Show each line of the entries below in which the word "RETURNING" appears.

########################################

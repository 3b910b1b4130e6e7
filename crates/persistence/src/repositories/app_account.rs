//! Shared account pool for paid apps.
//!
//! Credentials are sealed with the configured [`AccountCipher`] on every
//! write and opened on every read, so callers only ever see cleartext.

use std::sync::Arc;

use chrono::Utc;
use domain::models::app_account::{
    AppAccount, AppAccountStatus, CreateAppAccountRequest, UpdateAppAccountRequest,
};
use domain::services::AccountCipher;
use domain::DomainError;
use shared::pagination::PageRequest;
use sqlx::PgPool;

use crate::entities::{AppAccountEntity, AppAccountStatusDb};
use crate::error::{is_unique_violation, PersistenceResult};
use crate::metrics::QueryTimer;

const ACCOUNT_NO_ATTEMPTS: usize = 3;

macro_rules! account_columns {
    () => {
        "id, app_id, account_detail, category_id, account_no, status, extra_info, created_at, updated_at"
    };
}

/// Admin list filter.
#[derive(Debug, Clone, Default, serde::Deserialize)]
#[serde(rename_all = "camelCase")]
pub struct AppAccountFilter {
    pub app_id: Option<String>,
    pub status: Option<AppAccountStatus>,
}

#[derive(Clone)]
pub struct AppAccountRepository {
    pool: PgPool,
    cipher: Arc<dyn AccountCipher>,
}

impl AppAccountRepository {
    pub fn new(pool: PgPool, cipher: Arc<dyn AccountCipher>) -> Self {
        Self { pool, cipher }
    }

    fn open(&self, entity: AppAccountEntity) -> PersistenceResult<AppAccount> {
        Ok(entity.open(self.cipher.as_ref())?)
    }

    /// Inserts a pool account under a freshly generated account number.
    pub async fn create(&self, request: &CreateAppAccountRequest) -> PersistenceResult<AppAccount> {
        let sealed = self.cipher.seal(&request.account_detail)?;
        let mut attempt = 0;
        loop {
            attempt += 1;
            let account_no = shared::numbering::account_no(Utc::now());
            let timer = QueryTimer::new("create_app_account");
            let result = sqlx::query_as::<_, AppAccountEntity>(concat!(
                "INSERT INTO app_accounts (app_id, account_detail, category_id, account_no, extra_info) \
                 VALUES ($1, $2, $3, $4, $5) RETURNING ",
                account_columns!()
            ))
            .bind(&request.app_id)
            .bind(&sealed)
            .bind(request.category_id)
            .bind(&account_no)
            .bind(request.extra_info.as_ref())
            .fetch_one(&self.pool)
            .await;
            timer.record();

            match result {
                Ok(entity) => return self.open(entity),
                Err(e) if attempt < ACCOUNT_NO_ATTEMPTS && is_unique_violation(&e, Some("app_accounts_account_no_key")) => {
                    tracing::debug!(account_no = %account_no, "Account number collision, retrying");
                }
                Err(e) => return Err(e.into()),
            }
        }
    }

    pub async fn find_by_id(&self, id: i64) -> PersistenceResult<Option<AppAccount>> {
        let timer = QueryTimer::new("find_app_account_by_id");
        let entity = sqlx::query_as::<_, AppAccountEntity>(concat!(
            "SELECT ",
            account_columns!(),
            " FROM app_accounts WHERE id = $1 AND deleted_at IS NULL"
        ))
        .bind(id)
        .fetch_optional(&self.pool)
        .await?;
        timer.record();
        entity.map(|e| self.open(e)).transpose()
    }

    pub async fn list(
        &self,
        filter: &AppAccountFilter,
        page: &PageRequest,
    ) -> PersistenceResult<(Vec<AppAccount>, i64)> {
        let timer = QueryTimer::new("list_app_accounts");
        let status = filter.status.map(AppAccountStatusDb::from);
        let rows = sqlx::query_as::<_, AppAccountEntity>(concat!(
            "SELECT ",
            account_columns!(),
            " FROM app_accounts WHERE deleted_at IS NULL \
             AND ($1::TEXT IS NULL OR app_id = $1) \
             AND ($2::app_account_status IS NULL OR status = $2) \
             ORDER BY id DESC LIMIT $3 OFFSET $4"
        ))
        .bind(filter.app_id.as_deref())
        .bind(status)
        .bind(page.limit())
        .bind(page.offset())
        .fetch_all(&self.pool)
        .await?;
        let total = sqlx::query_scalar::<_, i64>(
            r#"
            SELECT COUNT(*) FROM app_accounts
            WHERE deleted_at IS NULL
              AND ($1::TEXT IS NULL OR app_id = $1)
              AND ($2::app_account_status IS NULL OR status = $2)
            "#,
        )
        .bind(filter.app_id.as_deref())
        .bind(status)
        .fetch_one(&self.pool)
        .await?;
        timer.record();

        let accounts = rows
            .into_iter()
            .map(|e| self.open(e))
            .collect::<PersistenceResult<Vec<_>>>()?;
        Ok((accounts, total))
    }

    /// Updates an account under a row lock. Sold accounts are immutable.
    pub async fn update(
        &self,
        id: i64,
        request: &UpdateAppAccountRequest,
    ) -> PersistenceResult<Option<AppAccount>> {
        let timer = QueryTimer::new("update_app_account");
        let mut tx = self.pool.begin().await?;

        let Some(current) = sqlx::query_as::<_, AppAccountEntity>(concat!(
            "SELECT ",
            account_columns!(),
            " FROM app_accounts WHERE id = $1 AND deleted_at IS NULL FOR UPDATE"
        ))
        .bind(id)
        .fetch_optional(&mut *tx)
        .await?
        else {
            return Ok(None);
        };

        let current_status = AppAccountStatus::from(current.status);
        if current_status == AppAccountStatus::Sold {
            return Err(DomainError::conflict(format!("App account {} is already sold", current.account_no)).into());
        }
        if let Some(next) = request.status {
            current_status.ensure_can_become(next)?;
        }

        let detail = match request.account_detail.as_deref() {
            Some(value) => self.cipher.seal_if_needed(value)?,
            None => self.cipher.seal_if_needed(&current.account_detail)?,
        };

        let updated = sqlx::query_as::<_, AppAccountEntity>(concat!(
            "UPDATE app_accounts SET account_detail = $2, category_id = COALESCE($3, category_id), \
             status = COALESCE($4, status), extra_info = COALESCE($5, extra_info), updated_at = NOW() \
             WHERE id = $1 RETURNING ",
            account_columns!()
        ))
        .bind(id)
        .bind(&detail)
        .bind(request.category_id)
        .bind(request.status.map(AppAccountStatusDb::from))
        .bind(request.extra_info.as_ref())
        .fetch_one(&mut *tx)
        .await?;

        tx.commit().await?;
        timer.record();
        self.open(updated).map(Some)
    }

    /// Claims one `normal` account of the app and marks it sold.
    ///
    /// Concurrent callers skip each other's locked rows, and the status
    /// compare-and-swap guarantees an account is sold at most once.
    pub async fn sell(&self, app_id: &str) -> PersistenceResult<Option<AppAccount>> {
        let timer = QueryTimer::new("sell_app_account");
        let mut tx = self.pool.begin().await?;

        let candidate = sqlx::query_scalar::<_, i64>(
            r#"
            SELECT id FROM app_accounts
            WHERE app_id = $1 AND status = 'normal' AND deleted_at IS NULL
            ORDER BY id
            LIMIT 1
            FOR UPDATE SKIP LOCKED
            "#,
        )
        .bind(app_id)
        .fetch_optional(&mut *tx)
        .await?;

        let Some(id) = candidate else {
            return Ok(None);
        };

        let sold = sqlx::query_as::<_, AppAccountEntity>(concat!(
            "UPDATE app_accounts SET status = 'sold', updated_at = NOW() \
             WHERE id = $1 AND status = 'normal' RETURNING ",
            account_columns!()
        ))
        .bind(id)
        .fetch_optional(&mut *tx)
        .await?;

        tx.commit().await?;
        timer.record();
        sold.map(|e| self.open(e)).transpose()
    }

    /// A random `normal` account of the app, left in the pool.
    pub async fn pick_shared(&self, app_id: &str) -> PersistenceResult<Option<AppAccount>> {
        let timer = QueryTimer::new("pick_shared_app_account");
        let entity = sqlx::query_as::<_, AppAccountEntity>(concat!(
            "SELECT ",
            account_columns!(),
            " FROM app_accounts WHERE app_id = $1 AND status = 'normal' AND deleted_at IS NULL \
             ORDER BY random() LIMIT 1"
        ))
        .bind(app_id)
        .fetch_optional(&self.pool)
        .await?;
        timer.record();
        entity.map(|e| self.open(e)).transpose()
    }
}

########################################

■ **Answer to the problem**:
                 VALUES ($1, $2, $3, $4, $5) RETURNING ",
             WHERE id = $1 RETURNING ",
             WHERE id = $1 AND status = 'normal' RETURNING ",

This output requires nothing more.